(Task directions) A single number is the answer here: the count of lines in the data below that include the word "true".

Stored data
┄┄┄┄┄┄┄┄┄┄

use anyhow::Context;
use axum::{
    extract::{
        rejection::{JsonRejection, QueryRejection},
        Query, State,
    },
    http::{header, HeaderValue, StatusCode},
    response::{IntoResponse, Response},
    Json,
};
use serde::Serialize;
use serde_json::Value;
use time::OffsetDateTime;

use crate::{
    api::{
        models::energy::{
            EnergyQuery, IngestResponse, ReadingsResponse, SourcesResponse, SummaryResponse,
        },
        AppState,
    },
    error::ApiError,
    transform::{parse_timestamp, validate_reading},
};

type TimeRange = (Option<OffsetDateTime>, Option<OffsetDateTime>);

/// `POST /api/energy`: validate one reading and append it to the store.
pub async fn ingest_reading(
    State(state): State<AppState>,
    body: Result<Json<Value>, JsonRejection>,
) -> Result<Response, ApiError> {
    metrics::counter!("energy_ingest_requests_total").increment(1);

    let reading = body
        .map_err(|e| ApiError::Parse(e.body_text()))
        .and_then(|Json(value)| validate_reading(value, OffsetDateTime::now_utc()))
        .inspect_err(|e| {
            metrics::counter!("energy_ingest_rejected_total").increment(1);
            tracing::debug!(error = %e, "rejected reading");
        })?;

    // Rendered before the append: a failed reply must leave the store untouched.
    let response = json_response(
        StatusCode::CREATED,
        &IngestResponse {
            status: "success",
            received: reading.clone(),
        },
    )?;

    let stored = state.store.append(reading).await;
    metrics::counter!("energy_readings_stored_total").increment(1);
    tracing::debug!(
        source_id = %stored.source_id,
        usage = stored.usage,
        timestamp = %stored.timestamp,
        "reading stored"
    );

    Ok(response)
}

/// `GET /api/energy`: latest reading per source without a range, every
/// reading in `[from, to]` with one.
pub async fn query_readings(
    State(state): State<AppState>,
    query: Result<Query<EnergyQuery>, QueryRejection>,
) -> Result<Response, ApiError> {
    metrics::counter!("energy_query_requests_total").increment(1);

    let Query(query) = query.map_err(|e| ApiError::Parse(e.body_text()))?;
    let (from, to) = parse_range(&query)?;
    let ranged = from.is_some() || to.is_some();

    let readings = match (query.source_id(), ranged) {
        (Some(id), false) => state.store.latest(id).await.into_iter().collect(),
        (Some(id), true) => state.store.range(id, from, to).await,
        (None, false) => state.store.latest_all().await,
        (None, true) => state.store.range_all(from, to).await,
    };

    json_response(StatusCode::OK, &ReadingsResponse { readings })
}

/// `GET /api/energy/summary`: per-source usage aggregates over an optional range.
pub async fn get_summary(
    State(state): State<AppState>,
    query: Result<Query<EnergyQuery>, QueryRejection>,
) -> Result<Response, ApiError> {
    let Query(query) = query.map_err(|e| ApiError::Parse(e.body_text()))?;
    let (from, to) = parse_range(&query)?;

    let summaries = state.store.summary(query.source_id(), from, to).await;
    json_response(StatusCode::OK, &SummaryResponse { summaries })
}

/// `GET /api/energy/sources`
pub async fn list_sources(State(state): State<AppState>) -> Result<Response, ApiError> {
    let sources = state.store.sources().await;
    json_response(StatusCode::OK, &SourcesResponse { sources })
}

/// Serialize `body` as the JSON reply. A serializer failure becomes an
/// internal error so its message never reaches the client.
fn json_response<T: Serialize>(status: StatusCode, body: &T) -> Result<Response, ApiError> {
    let bytes = serde_json::to_vec(body).context("failed to serialize response body")?;
    Ok((
        status,
        [(
            header::CONTENT_TYPE,
            HeaderValue::from_static("application/json"),
        )],
        bytes,
    )
        .into_response())
}

fn parse_range(query: &EnergyQuery) -> Result<TimeRange, ApiError> {
    let from = query
        .from_bound()
        .map(|raw| parse_bound("from", raw))
        .transpose()?;
    let to = query
        .to_bound()
        .map(|raw| parse_bound("to", raw))
        .transpose()?;

    if let (Some(from), Some(to)) = (from, to) {
        if from > to {
            return Err(ApiError::Validation(
                "from must not be later than to".to_string(),
            ));
        }
    }

    Ok((from, to))
}

/// A `+` offset sent unencoded arrives as a space; say so in the error.
fn parse_bound(field: &str, raw: &str) -> Result<OffsetDateTime, ApiError> {
    parse_timestamp(field, raw).map_err(|e| match e {
        ApiError::Parse(msg) if raw.contains(' ') => ApiError::Parse(format!(
            "{msg} (percent-encode a '+' offset as %2B in the query string)"
        )),
        other => other,
    })
}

┄┄┄┄┄┄┄┄┄┄

(Your response) 2